[Stored items]
• • •
//! Built-in atomic patterns
//!
//! Candlestick rules with TA-Lib style thresholds, lifted into [`Pattern`]s so
//! they compose with the rest of the algebra.
//!
//! # Pattern Categories
//!
//! - **Single-bar**: Bullish, Bearish, Doji, Hammer, Shooting Star, Marubozu, Long Body
//! - **Two-bar**: Bullish/Bearish Engulfing, Harami
//! - **Multi-bar**: Rising/Falling runs of any length
//!
//! Contextual rules (trailing averages, the previous bar) only see the series
//! they are searched over. Both sides of an overlay search the full input; the
//! right side of a sequence searches the bars after the hand-off.

use std::sync::Arc;

use crate::{Bar, Matches, OHLCVExt, Pattern, PatternId, PatternInstance, Period};

pub mod helpers;

/// Generate `with_defaults()` -> `Self::default()` for multiple detector types.
macro_rules! impl_with_defaults {
    ($($detector:ty),* $(,)?) => {
        $(impl $detector {
            pub fn with_defaults() -> Self { Self::default() }
        })*
    };
}

pub mod multi_bar;
pub mod single_bar;
pub mod two_bar;

pub use multi_bar::*;
pub use single_bar::*;
pub use two_bar::*;

// ============================================================
// BAR DETECTOR TRAIT
// ============================================================

/// A candlestick rule evaluated at one position of a series.
pub trait BarDetector: Send + Sync + 'static {
    fn id(&self) -> PatternId;

    /// Bars needed up to and including the signal bar
    fn min_bars(&self) -> usize;

    /// Positions covered by a signal ending at `index`, if any
    fn detect(&self, bars: &[Bar], index: usize) -> Option<std::ops::RangeInclusive<usize>>;

    /// Lift into an atomic pattern. Every covered bar becomes an anchor and
    /// instances come out in order of their signal bar.
    fn into_pattern(self) -> Pattern
    where
        Self: Sized,
    {
        let id = self.id();
        let detector = Arc::new(self);
        Pattern::atomic(id, move |bars| {
            let detector = Arc::clone(&detector);
            let bars = bars.clone();
            let start = detector.min_bars().saturating_sub(1);
            let matches: Matches = Box::new((start..bars.len()).filter_map(move |index| {
                let covered = detector.detect(&bars, index)?;
                let anchors = bars.get(covered)?.to_vec();
                Some(PatternInstance::new(anchors, Vec::new()))
            }));
            matches
        })
    }
}

// ============================================================
// CONSTRUCTORS
// ============================================================

/// Bars that close above their open.
pub fn bullish() -> Pattern {
    Pattern::each_bar(PatternId("BULLISH"), |bar| bar.is_bullish())
}

/// Bars that close below their open.
pub fn bearish() -> Pattern {
    Pattern::each_bar(PatternId("BEARISH"), |bar| bar.is_bearish())
}

pub fn doji() -> Pattern {
    DojiDetector::default().into_pattern()
}

pub fn hammer() -> Pattern {
    HammerDetector::default().into_pattern()
}

pub fn shooting_star() -> Pattern {
    ShootingStarDetector::default().into_pattern()
}

pub fn marubozu() -> Pattern {
    MarubozuDetector::default().into_pattern()
}

pub fn long_body() -> Pattern {
    LongBodyDetector::default().into_pattern()
}

pub fn bullish_engulfing() -> Pattern {
    EngulfingDetector::bullish().into_pattern()
}

pub fn bearish_engulfing() -> Pattern {
    EngulfingDetector::bearish().into_pattern()
}

pub fn harami() -> Pattern {
    HaramiDetector::default().into_pattern()
}

/// Every run of at least `min_len` consecutive higher closes.
pub fn rising_run(min_len: Period) -> Pattern {
    RunDetector::rising(min_len).into_pattern()
}

/// Every run of at least `min_len` consecutive lower closes.
pub fn falling_run(min_len: Period) -> Pattern {
    RunDetector::falling(min_len).into_pattern()
}

#[cfg(test)]
mod tests {
    use super::*;
    use crate::BarSeries;

    fn series(pairs: &[(f64, f64)]) -> BarSeries {
        pairs
            .iter()
            .enumerate()
            .map(|(i, &(o, c))| Bar::ohlc(i as u64 + 1, o, o.max(c), o.min(c), c))
            .collect()
    }

    fn firsts(pattern: &Pattern, bars: &BarSeries) -> Vec<u64> {
        pattern
            .search(bars)
            .collect_all()
            .unwrap()
            .iter()
            .map(|m| m.span().first)
            .collect()
    }

    #[test]
    fn test_bullish_bearish_partition() {
        let bars = series(&[(10.0, 12.0), (12.0, 11.0), (11.0, 13.0), (13.0, 13.0), (13.0, 10.0)]);
        assert_eq!(firsts(&bullish(), &bars), vec![1, 3]);
        assert_eq!(firsts(&bearish(), &bars), vec![2, 5]);
    }

    #[test]
    fn test_ids() {
        assert_eq!(bullish().to_string(), "BULLISH");
        assert_eq!(doji().to_string(), "CDL_DOJI");
        assert_eq!(rising_run(Period::new_const(3)).to_string(), "RISING_RUN");
    }

    #[test]
    fn test_into_pattern_anchors_covered_bars() {
        let bars = series(&[(11.0, 12.0), (12.5, 10.5)]);
        let found = bearish_engulfing().search(&bars).collect_all().unwrap();
        assert_eq!(found.len(), 1);
        assert_eq!(found[0].anchor_numbers(), vec![1, 2]);

        // A two-bar rule has nothing to say about a lone bar.
        let lone = series(&[(12.5, 10.5)]);
        assert!(bearish_engulfing().search(&lone).collect_all().unwrap().is_empty());
    }

    #[test]
    fn test_with_defaults() {
        let d = DojiDetector::with_defaults();
        assert!((d.doji_factor - helpers::DOJI_FACTOR).abs() < f64::EPSILON);
    }
}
• • •
TASK REQUIREMENTS - The answer consists of every line above in which the word "move" occurs.

YOUR SOLUTION -
        Pattern::atomic(id, move |bars| {
            let matches: Matches = Box::new((start..bars.len()).filter_map(move |index| {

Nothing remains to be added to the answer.